Listed records:
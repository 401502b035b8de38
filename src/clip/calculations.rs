//! Pure geometry and frame math for clip rendering.
//!
//! All functions here are pure and testable without any I/O or images.

/// Slack so that `0.3 * 10` style products do not round up to an extra frame.
const FRAME_EPSILON: f64 = 1e-9;

/// Calculate dimensions needed to fill a target area (resize before crop).
///
/// Returns dimensions that completely cover the target area while maintaining
/// the source aspect ratio. One dimension matches exactly, the other may exceed.
///
/// # Arguments
/// * `source` - Original image dimensions (width, height)
/// * `target` - Target area dimensions (width, height)
///
/// # Returns
/// * `(width, height)` - Fill dimensions, each at least the target's
pub fn calculate_fill_dimensions(source: (u32, u32), target: (u32, u32)) -> (u32, u32) {
    let (src_w, src_h) = source;
    let (tgt_w, tgt_h) = target;

    let src_aspect = src_w as f64 / src_h as f64;
    let tgt_aspect = tgt_w as f64 / tgt_h as f64;

    if src_aspect > tgt_aspect {
        // Source is wider: height matches, width overflows
        let h = tgt_h;
        let w = ((h as f64 * src_aspect).round() as u32).max(tgt_w);
        (w, h)
    } else {
        // Source is taller (or same shape): width matches, height overflows
        let w = tgt_w;
        let h = ((w as f64 / src_aspect).round() as u32).max(tgt_h);
        (w, h)
    }
}

/// Offset that centers a `target`-sized window inside `scaled`.
pub fn center_offset(scaled: u32, target: u32) -> u32 {
    scaled.saturating_sub(target) / 2
}

/// Frames the zoom filter must generate for a clip of `duration` seconds.
///
/// `ceil(duration * fps)` plus `margin` extra frames so the filter never runs
/// dry before the encoder reaches the requested duration.
pub fn frame_count(duration: f64, fps: u32, margin: u32) -> u32 {
    let exact = duration * fps as f64;
    let frames = (exact - FRAME_EPSILON).ceil().max(1.0) as u32;
    frames + margin
}

/// Linear zoom interpolation at fraction `t` of the clip (clamped to `[0, 1]`).
pub fn interpolate_scale(start: f64, end: f64, t: f64) -> f64 {
    start + (end - start) * t.clamp(0.0, 1.0)
}

/// Top-left offset of the zoomed viewport along one axis.
///
/// At zoom `z` the viewport covers `extent / z`; the remaining margin is
/// `extent - extent / z`, and `anchor ∈ [0, 1]` picks a point along it.
pub fn pan_offset(extent: f64, zoom: f64, anchor: f64) -> f64 {
    if zoom <= 0.0 {
        return 0.0;
    }
    (extent - extent / zoom) * anchor.clamp(0.0, 1.0)
}

#[cfg(test)]
mod tests {
    use super::*;

    // =========================================================================
    // calculate_fill_dimensions
    // =========================================================================

    #[test]
    fn fill_wider_source_to_landscape_target() {
        // 4000x2000 (2:1) → 1920x1080: height matches, width = 1080 * 2 = 2160
        assert_eq!(
            calculate_fill_dimensions((4000, 2000), (1920, 1080)),
            (2160, 1080)
        );
    }

    #[test]
    fn fill_portrait_source_to_landscape_target() {
        // 3000x4000 (3:4) → 1920x1080: width matches, height = 1920 * 4/3 = 2560
        assert_eq!(
            calculate_fill_dimensions((3000, 4000), (1920, 1080)),
            (1920, 2560)
        );
    }

    #[test]
    fn fill_landscape_source_to_portrait_target() {
        // 1600x900 (16:9) → 1080x1920: height matches, width = 1920 * 16/9 = 3413
        assert_eq!(
            calculate_fill_dimensions((1600, 900), (1080, 1920)),
            (3413, 1920)
        );
    }

    #[test]
    fn fill_same_aspect_ratio() {
        assert_eq!(
            calculate_fill_dimensions((3840, 2160), (1920, 1080)),
            (1920, 1080)
        );
    }

    #[test]
    fn fill_small_source_upscales() {
        // 100x100 → 640x360: wider target, width matches
        assert_eq!(calculate_fill_dimensions((100, 100), (640, 360)), (640, 640));
    }

    #[test]
    fn fill_always_covers_target() {
        for &src in &[(1, 1000), (1000, 1), (333, 777), (1921, 1079), (7, 5)] {
            let (w, h) = calculate_fill_dimensions(src, (1920, 1080));
            assert!(w >= 1920 && h >= 1080, "{src:?} → {w}x{h}");
        }
    }

    // =========================================================================
    // center_offset
    // =========================================================================

    #[test]
    fn center_offset_splits_overflow() {
        assert_eq!(center_offset(2160, 1920), 120);
        assert_eq!(center_offset(1080, 1080), 0);
        assert_eq!(center_offset(1081, 1080), 0);
    }

    #[test]
    fn center_offset_never_underflows() {
        assert_eq!(center_offset(100, 200), 0);
    }

    // =========================================================================
    // frame_count
    // =========================================================================

    #[test]
    fn frame_count_rounds_up_and_adds_margin() {
        assert_eq!(frame_count(0.9, 10, 5), 14);
        assert_eq!(frame_count(0.95, 10, 5), 15);
        assert_eq!(frame_count(2.0, 30, 0), 60);
    }

    #[test]
    fn frame_count_absorbs_float_noise() {
        // 0.3 * 10 = 3.0000000000000004
        assert_eq!(frame_count(0.3, 10, 0), 3);
    }

    #[test]
    fn frame_count_has_at_least_one_frame() {
        assert_eq!(frame_count(0.0, 30, 0), 1);
    }

    // =========================================================================
    // interpolate_scale / pan_offset
    // =========================================================================

    #[test]
    fn interpolate_scale_endpoints_and_midpoint() {
        assert_eq!(interpolate_scale(1.0, 1.5, 0.0), 1.0);
        assert_eq!(interpolate_scale(1.0, 1.5, 1.0), 1.5);
        assert_eq!(interpolate_scale(1.0, 1.5, 0.5), 1.25);
        assert!((interpolate_scale(1.4, 1.2, 0.5) - 1.3).abs() < 1e-12);
    }

    #[test]
    fn interpolate_scale_clamps_fraction() {
        assert_eq!(interpolate_scale(1.0, 1.5, 2.0), 1.5);
        assert_eq!(interpolate_scale(1.0, 1.5, -1.0), 1.0);
    }

    #[test]
    fn pan_offset_spans_margin() {
        // 1920 at zoom 2 → viewport 960, margin 960
        assert_eq!(pan_offset(1920.0, 2.0, 0.0), 0.0);
        assert_eq!(pan_offset(1920.0, 2.0, 1.0), 960.0);
        assert_eq!(pan_offset(1920.0, 2.0, 0.5), 480.0);
    }

    #[test]
    fn pan_offset_no_margin_at_unit_zoom() {
        assert_eq!(pan_offset(1920.0, 1.0, 0.8), 0.0);
    }
}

Task description: What is needed is an exact copy of the lines from the one containing "assert_eq!(interpolate_scale(1.0, 1.5, 1.0), 1.5);" through the final line of the data, both included, and nothing more.

Answer box:
        assert_eq!(interpolate_scale(1.0, 1.5, 1.0), 1.5);
        assert_eq!(interpolate_scale(1.0, 1.5, 0.5), 1.25);
        assert!((interpolate_scale(1.4, 1.2, 0.5) - 1.3).abs() < 1e-12);
    }

    #[test]
    fn interpolate_scale_clamps_fraction() {
        assert_eq!(interpolate_scale(1.0, 1.5, 2.0), 1.5);
        assert_eq!(interpolate_scale(1.0, 1.5, -1.0), 1.0);
    }

    #[test]
    fn pan_offset_spans_margin() {
        // 1920 at zoom 2 → viewport 960, margin 960
        assert_eq!(pan_offset(1920.0, 2.0, 0.0), 0.0);
        assert_eq!(pan_offset(1920.0, 2.0, 1.0), 960.0);
        assert_eq!(pan_offset(1920.0, 2.0, 0.5), 480.0);
    }

    #[test]
    fn pan_offset_no_margin_at_unit_zoom() {
        assert_eq!(pan_offset(1920.0, 1.0, 0.8), 0.0);
    }
}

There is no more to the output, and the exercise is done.